● **Exercise aim**
Which lines below contain "cursor"? Pull them out.

● **Records for processing**
Segment Open

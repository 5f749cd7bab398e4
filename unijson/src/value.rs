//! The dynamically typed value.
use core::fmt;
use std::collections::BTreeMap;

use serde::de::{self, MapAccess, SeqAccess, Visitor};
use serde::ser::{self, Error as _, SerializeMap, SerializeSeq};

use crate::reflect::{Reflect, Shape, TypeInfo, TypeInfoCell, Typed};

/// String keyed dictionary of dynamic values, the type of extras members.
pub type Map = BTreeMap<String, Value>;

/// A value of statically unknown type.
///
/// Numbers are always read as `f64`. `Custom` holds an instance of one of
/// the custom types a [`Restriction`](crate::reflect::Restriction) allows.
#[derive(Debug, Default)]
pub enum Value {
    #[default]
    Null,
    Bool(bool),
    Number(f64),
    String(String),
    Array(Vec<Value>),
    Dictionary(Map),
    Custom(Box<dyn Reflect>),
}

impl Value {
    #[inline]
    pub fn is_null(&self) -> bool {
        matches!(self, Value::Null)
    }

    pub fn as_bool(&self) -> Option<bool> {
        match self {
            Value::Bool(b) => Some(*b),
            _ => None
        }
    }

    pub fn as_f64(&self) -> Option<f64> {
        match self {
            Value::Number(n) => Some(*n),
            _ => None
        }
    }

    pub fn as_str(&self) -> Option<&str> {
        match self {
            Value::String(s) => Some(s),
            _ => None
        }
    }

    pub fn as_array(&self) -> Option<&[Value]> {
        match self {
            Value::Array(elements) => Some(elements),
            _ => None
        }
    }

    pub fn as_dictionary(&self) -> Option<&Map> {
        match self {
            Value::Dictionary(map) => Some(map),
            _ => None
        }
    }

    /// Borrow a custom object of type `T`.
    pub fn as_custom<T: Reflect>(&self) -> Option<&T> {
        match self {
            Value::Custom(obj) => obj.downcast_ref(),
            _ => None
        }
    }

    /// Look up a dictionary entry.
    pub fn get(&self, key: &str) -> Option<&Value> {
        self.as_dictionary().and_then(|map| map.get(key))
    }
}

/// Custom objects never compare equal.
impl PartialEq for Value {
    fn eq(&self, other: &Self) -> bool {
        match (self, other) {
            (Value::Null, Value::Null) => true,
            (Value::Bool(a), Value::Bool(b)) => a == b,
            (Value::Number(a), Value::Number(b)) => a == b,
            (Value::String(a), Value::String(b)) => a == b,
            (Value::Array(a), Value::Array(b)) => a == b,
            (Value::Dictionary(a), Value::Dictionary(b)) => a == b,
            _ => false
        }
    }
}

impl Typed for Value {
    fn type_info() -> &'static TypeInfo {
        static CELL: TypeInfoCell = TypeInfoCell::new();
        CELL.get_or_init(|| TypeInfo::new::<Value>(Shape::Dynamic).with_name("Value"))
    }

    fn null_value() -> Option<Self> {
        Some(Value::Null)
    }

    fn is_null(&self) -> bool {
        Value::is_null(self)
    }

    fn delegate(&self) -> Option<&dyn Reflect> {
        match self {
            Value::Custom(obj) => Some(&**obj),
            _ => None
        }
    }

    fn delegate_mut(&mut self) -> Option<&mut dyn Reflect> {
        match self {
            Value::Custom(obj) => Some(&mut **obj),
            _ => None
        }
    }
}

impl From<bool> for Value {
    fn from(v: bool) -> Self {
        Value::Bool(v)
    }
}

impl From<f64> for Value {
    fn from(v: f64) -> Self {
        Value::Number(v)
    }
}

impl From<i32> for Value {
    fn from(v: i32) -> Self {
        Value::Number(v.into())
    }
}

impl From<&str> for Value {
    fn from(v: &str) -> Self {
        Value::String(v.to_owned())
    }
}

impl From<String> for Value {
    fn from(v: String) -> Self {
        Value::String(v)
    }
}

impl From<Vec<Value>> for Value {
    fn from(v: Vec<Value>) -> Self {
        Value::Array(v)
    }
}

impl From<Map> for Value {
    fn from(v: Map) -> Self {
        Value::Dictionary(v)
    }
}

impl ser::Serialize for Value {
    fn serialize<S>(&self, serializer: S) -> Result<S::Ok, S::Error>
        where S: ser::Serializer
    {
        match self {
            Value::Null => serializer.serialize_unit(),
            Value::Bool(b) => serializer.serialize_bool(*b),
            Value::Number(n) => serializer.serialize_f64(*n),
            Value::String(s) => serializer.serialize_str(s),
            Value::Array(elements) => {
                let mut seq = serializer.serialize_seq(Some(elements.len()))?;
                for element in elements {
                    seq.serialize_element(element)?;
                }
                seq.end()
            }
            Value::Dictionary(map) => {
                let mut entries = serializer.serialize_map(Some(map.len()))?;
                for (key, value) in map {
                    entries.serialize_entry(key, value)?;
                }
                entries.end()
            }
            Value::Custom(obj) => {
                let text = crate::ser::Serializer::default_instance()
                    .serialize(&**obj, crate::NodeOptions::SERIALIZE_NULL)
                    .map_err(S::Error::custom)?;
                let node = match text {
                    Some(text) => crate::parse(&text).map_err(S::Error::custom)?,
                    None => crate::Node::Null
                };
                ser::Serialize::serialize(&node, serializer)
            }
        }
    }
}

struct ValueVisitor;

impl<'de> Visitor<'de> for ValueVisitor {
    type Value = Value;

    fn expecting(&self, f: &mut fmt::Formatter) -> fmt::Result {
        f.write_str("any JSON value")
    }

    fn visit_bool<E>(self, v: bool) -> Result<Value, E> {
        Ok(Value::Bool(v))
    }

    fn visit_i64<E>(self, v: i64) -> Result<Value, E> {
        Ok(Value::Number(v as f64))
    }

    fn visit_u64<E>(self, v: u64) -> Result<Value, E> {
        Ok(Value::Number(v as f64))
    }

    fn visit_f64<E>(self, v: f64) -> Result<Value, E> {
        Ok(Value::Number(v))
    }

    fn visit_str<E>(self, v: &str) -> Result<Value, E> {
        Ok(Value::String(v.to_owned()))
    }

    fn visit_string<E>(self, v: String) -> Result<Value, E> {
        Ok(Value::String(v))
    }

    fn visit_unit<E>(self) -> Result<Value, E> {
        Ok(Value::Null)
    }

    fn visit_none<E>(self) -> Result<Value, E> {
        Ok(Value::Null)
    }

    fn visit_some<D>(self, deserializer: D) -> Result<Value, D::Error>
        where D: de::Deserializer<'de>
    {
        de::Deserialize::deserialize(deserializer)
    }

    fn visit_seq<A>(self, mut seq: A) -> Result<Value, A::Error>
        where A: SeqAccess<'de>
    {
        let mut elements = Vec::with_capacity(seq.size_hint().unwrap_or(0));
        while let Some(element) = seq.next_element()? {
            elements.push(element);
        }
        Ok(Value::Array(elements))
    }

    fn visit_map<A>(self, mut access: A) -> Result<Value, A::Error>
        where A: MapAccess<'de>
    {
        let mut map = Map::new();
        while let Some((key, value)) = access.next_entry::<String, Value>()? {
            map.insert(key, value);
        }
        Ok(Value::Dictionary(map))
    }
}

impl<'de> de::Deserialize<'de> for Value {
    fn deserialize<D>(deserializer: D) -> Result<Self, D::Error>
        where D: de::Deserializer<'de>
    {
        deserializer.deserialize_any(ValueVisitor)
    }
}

Segment Closed
Segment Open

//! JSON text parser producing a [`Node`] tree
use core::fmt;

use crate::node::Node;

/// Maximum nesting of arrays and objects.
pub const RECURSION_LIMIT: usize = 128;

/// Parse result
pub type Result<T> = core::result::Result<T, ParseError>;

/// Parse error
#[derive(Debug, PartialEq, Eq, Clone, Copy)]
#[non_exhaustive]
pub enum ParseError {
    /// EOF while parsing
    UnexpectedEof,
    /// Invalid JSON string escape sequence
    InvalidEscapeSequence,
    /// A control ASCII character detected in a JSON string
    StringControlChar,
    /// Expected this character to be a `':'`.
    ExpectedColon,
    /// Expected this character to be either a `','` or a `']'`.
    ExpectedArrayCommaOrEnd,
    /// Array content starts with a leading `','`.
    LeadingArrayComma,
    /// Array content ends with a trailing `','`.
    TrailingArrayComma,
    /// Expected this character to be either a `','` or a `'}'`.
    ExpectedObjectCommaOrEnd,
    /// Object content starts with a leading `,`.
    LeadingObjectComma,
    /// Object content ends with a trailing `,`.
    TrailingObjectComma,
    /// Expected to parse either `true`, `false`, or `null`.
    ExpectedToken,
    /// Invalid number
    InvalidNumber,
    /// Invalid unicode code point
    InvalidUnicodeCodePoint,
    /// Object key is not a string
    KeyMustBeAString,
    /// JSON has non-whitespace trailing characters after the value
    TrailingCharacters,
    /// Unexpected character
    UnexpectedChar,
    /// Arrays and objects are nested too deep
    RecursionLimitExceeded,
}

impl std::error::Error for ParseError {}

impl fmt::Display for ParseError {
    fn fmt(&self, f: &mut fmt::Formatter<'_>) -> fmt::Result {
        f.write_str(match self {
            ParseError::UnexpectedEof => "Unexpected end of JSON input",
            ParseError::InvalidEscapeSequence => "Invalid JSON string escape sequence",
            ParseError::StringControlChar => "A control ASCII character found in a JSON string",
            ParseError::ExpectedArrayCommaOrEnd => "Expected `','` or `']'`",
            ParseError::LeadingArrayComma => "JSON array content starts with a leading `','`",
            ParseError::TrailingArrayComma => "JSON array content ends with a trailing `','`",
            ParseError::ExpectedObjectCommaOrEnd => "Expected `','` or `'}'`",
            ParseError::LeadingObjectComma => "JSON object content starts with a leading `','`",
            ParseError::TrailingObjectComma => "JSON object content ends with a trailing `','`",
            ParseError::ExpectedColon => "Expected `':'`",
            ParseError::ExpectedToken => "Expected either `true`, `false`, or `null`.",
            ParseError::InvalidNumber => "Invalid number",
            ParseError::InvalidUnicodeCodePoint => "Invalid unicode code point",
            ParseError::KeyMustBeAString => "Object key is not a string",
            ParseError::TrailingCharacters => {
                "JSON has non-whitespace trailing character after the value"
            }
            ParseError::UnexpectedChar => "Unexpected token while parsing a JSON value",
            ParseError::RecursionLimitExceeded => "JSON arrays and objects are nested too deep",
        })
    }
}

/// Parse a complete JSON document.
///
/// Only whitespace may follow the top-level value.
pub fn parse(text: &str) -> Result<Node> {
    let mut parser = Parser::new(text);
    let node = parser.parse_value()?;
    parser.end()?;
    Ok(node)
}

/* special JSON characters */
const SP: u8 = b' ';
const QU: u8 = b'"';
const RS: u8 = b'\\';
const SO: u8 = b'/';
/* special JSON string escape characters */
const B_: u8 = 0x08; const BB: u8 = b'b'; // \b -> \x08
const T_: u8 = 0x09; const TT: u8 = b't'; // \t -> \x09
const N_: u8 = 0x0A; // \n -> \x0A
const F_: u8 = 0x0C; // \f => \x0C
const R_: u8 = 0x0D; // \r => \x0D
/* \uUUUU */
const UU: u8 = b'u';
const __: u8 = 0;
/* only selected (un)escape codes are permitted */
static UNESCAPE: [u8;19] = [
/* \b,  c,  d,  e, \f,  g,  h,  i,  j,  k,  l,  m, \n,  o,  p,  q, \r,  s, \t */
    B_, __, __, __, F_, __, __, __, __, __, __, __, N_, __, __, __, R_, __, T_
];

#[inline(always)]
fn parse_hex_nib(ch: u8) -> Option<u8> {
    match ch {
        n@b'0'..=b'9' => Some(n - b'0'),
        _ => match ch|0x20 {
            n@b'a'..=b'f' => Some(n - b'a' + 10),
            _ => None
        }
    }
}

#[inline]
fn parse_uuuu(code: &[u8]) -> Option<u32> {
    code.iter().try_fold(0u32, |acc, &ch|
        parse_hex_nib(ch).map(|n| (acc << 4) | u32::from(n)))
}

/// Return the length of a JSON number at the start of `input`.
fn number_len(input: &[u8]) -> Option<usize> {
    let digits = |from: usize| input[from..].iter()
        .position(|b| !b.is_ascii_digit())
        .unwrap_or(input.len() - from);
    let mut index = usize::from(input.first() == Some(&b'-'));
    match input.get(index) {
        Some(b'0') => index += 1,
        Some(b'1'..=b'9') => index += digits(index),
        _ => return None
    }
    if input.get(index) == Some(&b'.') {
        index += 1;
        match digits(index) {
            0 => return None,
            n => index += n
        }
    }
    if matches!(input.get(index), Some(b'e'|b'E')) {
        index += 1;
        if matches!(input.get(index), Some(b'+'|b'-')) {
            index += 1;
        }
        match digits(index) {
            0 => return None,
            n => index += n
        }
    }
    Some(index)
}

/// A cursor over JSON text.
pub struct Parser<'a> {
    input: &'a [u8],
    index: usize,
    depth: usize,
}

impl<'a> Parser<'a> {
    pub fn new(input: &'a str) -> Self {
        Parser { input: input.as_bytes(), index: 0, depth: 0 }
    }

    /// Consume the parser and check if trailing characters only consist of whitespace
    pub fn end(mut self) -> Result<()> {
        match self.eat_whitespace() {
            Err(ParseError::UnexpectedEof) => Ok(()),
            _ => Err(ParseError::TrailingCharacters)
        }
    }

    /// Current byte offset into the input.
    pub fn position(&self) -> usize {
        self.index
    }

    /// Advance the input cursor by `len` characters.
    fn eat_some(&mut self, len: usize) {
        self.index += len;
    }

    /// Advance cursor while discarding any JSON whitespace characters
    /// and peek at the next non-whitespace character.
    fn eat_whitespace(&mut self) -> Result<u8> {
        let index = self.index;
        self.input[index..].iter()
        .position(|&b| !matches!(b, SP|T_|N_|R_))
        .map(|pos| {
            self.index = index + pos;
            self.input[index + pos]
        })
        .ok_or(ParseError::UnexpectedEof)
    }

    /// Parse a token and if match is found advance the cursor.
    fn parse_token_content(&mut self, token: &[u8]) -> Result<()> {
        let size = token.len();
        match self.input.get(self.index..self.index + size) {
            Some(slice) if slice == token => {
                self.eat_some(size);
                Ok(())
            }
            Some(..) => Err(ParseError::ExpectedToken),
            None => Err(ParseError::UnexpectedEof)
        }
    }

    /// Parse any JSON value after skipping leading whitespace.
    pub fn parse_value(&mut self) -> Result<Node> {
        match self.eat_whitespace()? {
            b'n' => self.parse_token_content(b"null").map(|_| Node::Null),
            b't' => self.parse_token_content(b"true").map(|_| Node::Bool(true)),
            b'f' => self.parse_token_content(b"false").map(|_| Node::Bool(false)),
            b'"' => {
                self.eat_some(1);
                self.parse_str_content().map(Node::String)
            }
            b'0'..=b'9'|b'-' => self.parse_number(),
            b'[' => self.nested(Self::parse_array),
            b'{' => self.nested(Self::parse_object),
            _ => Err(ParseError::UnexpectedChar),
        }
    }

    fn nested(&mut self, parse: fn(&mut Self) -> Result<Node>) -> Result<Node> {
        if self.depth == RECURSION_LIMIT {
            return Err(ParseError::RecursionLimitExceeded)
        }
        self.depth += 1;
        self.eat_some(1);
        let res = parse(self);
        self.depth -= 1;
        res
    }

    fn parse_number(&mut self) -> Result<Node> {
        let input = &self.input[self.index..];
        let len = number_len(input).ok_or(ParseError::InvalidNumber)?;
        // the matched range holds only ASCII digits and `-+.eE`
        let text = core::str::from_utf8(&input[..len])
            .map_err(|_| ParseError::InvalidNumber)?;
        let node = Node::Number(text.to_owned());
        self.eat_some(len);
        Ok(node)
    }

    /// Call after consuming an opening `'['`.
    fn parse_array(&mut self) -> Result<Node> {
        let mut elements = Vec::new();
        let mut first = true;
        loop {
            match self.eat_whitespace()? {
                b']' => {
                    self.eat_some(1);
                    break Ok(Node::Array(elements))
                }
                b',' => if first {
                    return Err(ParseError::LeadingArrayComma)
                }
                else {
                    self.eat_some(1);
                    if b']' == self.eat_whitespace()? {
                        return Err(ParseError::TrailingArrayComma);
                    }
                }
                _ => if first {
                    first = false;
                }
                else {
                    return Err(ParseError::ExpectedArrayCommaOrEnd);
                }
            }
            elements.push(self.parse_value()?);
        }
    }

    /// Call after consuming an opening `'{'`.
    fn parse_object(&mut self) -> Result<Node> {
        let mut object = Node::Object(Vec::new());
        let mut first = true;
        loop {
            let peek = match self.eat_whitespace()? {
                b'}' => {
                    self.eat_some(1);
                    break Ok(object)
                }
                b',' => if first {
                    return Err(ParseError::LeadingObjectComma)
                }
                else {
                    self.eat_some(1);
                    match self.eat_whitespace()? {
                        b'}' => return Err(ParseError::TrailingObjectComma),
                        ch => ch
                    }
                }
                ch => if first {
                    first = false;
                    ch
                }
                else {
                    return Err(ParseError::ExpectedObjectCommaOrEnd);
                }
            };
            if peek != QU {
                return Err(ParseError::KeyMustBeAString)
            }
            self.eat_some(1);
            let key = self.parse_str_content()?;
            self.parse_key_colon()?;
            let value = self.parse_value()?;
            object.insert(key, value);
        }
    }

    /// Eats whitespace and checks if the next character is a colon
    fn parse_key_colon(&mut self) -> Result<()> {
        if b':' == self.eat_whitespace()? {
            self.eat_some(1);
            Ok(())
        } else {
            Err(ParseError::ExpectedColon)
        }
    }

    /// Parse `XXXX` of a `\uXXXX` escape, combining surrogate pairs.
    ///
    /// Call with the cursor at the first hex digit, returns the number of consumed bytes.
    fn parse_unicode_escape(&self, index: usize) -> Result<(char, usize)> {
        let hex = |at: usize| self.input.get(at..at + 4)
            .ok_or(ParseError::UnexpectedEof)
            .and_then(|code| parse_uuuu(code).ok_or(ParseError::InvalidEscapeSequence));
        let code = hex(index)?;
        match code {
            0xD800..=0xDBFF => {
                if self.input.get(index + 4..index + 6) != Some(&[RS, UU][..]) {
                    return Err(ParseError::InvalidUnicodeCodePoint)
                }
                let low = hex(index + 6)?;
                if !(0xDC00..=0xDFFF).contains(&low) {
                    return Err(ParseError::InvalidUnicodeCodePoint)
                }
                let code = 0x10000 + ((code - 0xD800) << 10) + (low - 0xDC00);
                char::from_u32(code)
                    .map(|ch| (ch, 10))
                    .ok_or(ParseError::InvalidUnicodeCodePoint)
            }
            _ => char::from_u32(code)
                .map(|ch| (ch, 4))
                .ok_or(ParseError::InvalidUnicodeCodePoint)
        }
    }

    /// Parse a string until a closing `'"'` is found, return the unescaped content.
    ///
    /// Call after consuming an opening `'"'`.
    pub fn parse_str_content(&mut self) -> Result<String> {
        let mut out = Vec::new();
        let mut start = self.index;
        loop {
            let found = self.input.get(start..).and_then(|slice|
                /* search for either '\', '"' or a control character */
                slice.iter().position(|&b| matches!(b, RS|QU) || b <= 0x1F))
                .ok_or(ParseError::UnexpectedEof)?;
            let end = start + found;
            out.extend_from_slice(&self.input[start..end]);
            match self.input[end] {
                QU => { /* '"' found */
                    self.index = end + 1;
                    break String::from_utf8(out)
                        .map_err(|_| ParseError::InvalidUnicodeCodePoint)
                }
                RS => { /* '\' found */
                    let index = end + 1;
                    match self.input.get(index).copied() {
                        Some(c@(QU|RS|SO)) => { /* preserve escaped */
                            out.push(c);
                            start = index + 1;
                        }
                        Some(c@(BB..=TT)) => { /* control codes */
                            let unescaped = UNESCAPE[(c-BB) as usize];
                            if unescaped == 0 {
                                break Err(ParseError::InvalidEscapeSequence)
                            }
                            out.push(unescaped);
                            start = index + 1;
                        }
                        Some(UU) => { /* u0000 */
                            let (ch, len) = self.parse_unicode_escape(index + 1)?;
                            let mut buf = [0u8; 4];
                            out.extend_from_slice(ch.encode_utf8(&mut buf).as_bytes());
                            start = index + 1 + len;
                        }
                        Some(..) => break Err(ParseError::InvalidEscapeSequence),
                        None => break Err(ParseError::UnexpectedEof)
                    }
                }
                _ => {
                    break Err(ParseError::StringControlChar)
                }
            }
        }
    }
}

Segment Closed

● **Result of this task**
/// A cursor over JSON text.
    /// Advance the input cursor by `len` characters.
    /// Advance cursor while discarding any JSON whitespace characters
    /// Parse a token and if match is found advance the cursor.
    /// Call with the cursor at the first hex digit, returns the number of consumed bytes.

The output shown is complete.